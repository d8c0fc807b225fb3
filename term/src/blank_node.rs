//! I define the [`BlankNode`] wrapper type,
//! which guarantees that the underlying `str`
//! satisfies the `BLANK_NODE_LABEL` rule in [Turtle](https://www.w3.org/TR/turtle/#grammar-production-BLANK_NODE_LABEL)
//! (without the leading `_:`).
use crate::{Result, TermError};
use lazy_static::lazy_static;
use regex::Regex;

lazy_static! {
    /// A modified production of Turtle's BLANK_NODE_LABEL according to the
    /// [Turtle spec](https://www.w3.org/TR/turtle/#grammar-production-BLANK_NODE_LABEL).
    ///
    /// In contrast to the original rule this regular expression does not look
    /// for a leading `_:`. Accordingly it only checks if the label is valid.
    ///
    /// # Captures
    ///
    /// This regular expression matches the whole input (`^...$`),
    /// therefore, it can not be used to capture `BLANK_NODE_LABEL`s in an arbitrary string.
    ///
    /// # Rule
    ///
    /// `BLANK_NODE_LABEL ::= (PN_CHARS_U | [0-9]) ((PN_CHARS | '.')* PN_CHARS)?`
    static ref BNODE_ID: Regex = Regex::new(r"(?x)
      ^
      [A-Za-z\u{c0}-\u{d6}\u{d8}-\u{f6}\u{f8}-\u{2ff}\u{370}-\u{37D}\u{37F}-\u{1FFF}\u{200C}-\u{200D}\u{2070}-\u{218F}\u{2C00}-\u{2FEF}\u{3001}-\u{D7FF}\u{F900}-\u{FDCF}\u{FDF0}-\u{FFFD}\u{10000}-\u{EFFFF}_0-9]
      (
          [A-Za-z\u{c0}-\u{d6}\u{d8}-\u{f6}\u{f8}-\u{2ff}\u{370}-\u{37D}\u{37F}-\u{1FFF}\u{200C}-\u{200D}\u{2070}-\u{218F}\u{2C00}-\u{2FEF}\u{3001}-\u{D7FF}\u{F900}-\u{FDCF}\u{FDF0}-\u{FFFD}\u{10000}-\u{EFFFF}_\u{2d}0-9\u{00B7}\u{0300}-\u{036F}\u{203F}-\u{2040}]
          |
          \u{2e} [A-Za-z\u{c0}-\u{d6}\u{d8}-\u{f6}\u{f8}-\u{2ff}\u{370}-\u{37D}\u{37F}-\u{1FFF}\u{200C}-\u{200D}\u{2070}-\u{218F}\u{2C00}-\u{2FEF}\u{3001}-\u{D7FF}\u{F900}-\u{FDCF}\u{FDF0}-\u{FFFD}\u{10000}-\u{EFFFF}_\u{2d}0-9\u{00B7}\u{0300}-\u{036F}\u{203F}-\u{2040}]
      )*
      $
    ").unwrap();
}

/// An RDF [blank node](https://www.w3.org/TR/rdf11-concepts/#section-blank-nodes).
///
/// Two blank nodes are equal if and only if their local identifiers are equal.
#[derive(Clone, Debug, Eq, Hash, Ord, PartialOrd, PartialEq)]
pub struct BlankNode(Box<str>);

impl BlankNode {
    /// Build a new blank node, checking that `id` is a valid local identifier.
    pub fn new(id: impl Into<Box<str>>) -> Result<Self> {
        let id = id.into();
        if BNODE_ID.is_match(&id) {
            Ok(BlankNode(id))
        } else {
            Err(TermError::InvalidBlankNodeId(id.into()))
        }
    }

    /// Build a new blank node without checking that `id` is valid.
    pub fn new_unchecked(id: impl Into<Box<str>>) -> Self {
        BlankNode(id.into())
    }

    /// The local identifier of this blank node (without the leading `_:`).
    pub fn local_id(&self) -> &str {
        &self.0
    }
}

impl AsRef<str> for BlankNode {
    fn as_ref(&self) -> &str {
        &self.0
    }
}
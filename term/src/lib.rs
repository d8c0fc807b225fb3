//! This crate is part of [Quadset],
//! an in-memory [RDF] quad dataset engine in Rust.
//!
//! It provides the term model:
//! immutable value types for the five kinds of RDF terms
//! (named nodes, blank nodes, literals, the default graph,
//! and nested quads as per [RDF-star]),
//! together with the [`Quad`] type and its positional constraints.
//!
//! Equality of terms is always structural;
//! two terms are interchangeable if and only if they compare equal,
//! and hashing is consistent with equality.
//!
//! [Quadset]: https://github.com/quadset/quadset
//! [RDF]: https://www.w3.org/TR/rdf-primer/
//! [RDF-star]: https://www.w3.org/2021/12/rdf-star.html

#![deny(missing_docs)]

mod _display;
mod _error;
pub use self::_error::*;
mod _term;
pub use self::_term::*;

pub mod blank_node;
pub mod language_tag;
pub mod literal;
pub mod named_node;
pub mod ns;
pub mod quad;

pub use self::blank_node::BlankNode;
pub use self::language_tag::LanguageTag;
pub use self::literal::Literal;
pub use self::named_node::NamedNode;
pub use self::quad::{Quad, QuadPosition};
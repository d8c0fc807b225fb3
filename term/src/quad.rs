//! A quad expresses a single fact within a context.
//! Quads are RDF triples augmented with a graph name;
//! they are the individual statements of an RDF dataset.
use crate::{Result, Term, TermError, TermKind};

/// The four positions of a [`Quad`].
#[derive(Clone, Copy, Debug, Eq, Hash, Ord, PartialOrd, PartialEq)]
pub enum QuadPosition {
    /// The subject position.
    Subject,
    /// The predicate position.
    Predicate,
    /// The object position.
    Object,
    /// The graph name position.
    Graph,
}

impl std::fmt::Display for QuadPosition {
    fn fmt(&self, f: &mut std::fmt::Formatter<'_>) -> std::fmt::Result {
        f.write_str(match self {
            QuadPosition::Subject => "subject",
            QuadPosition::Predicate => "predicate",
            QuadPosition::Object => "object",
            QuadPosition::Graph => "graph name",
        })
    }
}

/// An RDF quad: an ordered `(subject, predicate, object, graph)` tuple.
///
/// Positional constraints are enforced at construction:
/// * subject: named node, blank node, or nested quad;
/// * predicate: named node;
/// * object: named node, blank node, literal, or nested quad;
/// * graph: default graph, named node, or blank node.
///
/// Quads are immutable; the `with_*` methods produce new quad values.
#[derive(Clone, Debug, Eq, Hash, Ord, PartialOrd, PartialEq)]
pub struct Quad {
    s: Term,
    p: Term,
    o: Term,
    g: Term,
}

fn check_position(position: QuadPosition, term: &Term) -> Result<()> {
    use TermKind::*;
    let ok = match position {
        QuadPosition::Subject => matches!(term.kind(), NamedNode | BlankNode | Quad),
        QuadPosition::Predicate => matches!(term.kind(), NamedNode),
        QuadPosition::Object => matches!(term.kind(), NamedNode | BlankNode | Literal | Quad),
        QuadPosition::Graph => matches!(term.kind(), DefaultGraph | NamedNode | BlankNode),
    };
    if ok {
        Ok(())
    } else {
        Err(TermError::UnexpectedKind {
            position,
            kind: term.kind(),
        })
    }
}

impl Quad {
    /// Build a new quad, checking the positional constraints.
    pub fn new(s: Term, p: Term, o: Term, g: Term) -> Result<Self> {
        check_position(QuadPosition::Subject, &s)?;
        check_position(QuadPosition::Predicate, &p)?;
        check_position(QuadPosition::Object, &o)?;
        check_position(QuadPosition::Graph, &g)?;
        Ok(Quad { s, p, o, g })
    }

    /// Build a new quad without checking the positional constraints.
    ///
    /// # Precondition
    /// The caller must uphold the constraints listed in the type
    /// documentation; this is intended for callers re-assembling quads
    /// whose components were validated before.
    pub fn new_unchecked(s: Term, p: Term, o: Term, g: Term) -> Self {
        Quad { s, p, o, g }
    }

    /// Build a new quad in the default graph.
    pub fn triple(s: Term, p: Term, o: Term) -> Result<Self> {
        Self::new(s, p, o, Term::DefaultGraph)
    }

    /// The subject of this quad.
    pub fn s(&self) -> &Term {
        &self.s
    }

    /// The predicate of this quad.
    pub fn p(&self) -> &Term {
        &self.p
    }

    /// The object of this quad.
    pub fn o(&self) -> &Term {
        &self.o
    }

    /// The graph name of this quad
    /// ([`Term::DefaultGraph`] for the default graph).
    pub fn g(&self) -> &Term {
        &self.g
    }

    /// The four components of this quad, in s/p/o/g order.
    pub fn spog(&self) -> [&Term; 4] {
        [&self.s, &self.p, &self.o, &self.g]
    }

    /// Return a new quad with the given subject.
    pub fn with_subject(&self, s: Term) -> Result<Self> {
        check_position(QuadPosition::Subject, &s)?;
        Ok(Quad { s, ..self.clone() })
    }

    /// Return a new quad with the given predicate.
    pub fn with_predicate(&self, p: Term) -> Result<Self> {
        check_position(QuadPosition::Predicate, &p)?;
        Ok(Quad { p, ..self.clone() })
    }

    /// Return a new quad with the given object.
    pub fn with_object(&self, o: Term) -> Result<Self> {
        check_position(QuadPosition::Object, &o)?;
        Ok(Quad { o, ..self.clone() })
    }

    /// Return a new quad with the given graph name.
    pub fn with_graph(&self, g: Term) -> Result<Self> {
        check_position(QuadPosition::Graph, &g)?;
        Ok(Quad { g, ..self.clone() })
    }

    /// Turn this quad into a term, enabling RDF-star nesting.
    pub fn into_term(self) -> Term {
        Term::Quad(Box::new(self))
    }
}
————
Exercise prompt:
From the records above, pull every line that carries the word "Return".

Exercise answer:
    /// Return a new quad with the given subject.
    /// Return a new quad with the given predicate.
    /// Return a new quad with the given object.
    /// Return a new quad with the given graph name.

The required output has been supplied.